[Dataset entries]
►

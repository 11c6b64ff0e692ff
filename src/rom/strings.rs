//! Decoding of single strings by (language, string id).

use log::trace;

use super::charset;
use super::error::{Result, RomError};
use super::image::ByteSource;
use super::lang::Language;
use super::trie::{self, BitCursor};

/// Number of string ids per language table.
pub const STRING_COUNT: u32 = 0xD86;

/// Ceiling on decoded characters per string. Real strings are a few
/// hundred characters at most; a terminator that never arrives means the
/// bit stream or edge tables are corrupt.
const MAX_STRING_CODES: usize = 4096;

/// Decode one string from the ROM.
///
/// Out-of-range `language_id` or `string_id` values yield an empty
/// string rather than an error, matching the permissive policy of the
/// original tool.
///
/// # Errors
/// [`RomError::MalformedString`] if the trie walk exceeds the decode
/// limits (only possible on a corrupt image).
pub fn fetch(src: &impl ByteSource, language_id: u32, string_id: u32) -> Result<String> {
    let Some(language) = Language::from_id(language_id) else {
        return Ok(String::new());
    };
    if string_id >= STRING_COUNT {
        return Ok(String::new());
    }

    let slot = language.slot();
    let stream_offset = src.read_u32(slot.index_addr + string_id * 4);
    let shift_addr = slot.base_addr.wrapping_add(stream_offset);
    trace!(
        "fetch {:?} id {:#X}: bit stream at {:#010x}",
        language,
        string_id,
        shift_addr
    );

    let mut cursor = BitCursor::new(src, shift_addr);
    let mut codes = Vec::new();
    loop {
        let code = trie::next_code(src, slot.table_addr, &mut cursor).ok_or(
            RomError::MalformedString {
                language_id,
                string_id,
            },
        )?;
        if code == 0 {
            break; // terminator, not part of the string
        }
        codes.push(code);
        if codes.len() == MAX_STRING_CODES {
            return Err(RomError::MalformedString {
                language_id,
                string_id,
            });
        }
    }

    Ok(charset::decode(&codes))
}
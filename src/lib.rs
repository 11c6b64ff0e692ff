//! # gba-strings
//!
//! A reader for The Sims 2 (GBA) ROM images that extracts the compressed
//! in-game language strings.
//!
//! The ROM stores its text in six language tables. Each string is encoded
//! as a bit stream that drives a binary trie walk; leaves of the trie are
//! character codes in the game's font encoding. This crate validates the
//! ROM image, exposes typed little-endian reads over it, and decodes
//! strings by (language, string id), one at a time or as a bulk export
//! of all 6 x 3462 entries.
pub mod rom;

// Re-export the main types for convenience
pub use rom::{
    RomReader,
    error::{Result, RomError},
    image::{ByteSource, RomImage},
    lang::{Language, LanguageSlot},
};
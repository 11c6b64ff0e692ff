//! Core ROM reader module

pub mod charset;
pub mod error;
pub mod export;
pub mod image;
pub mod lang;
pub mod strings;
pub mod trie;

use std::path::Path;

use log::info;
use serde_json::{Map, Value};

pub use error::{Result, RomError};
use image::RomImage;
pub use lang::Language;

/// The main reader for The Sims 2 (GBA) ROM images.
///
/// Owns one validated [`RomImage`] and exposes string decoding over it.
/// The image is immutable for the reader's whole lifetime; loading a
/// different ROM means constructing a new reader.
pub struct RomReader {
    image: RomImage,
    rom_name: Option<String>,
}

impl RomReader {
    /// Read and validate a ROM image from the given path.
    ///
    /// # Errors
    /// Returns an error if the file cannot be read, or if the image
    /// fails validation (size, GBA magic, gamecode).
    pub fn open(path: impl AsRef<Path>) -> Result<Self> {
        let path = path.as_ref();
        info!("Opening ROM file: {}", path.display());
        let data = std::fs::read(path)?;

        let rom_name = path
            .file_name()
            .map(|name| name.to_string_lossy().into_owned());
        let mut reader = Self::from_bytes(data)?;
        reader.rom_name = rom_name;
        Ok(reader)
    }

    /// Validate an in-memory ROM buffer.
    pub fn from_bytes(data: Vec<u8>) -> Result<Self> {
        let image = RomImage::load(data)?;
        Ok(Self {
            image,
            rom_name: None,
        })
    }

    /// The loaded image.
    pub fn image(&self) -> &RomImage {
        &self.image
    }

    /// File name of the ROM, if it was opened from a path.
    pub fn rom_name(&self) -> Option<&str> {
        self.rom_name.as_deref()
    }

    /// Decode one string.
    ///
    /// `language_id` is 0..=5 in storage order (see [`Language::ALL`]),
    /// `string_id` is 0..0xD86. Out-of-range arguments yield an empty
    /// string.
    pub fn fetch_string(&self, language_id: u32, string_id: u32) -> Result<String> {
        strings::fetch(&self.image, language_id, string_id)
    }

    /// Decode every string in every language into a nested mapping.
    pub fn export_all(&self) -> Result<Map<String, Value>> {
        export::export_all(&self.image)
    }
}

◄

Repeat, exactly as they stand above, the lines from the line with "filename src/rom/strings.rs" to the line with "arrives means the", both lines included.

Response below:
filename src/rom/strings.rs
//! Decoding of single strings by (language, string id).

use log::trace;

use super::charset;
use super::error::{Result, RomError};
use super::image::ByteSource;
use super::lang::Language;
use super::trie::{self, BitCursor};

/// Number of string ids per language table.
pub const STRING_COUNT: u32 = 0xD86;

/// Ceiling on decoded characters per string. Real strings are a few
/// hundred characters at most; a terminator that never arrives means the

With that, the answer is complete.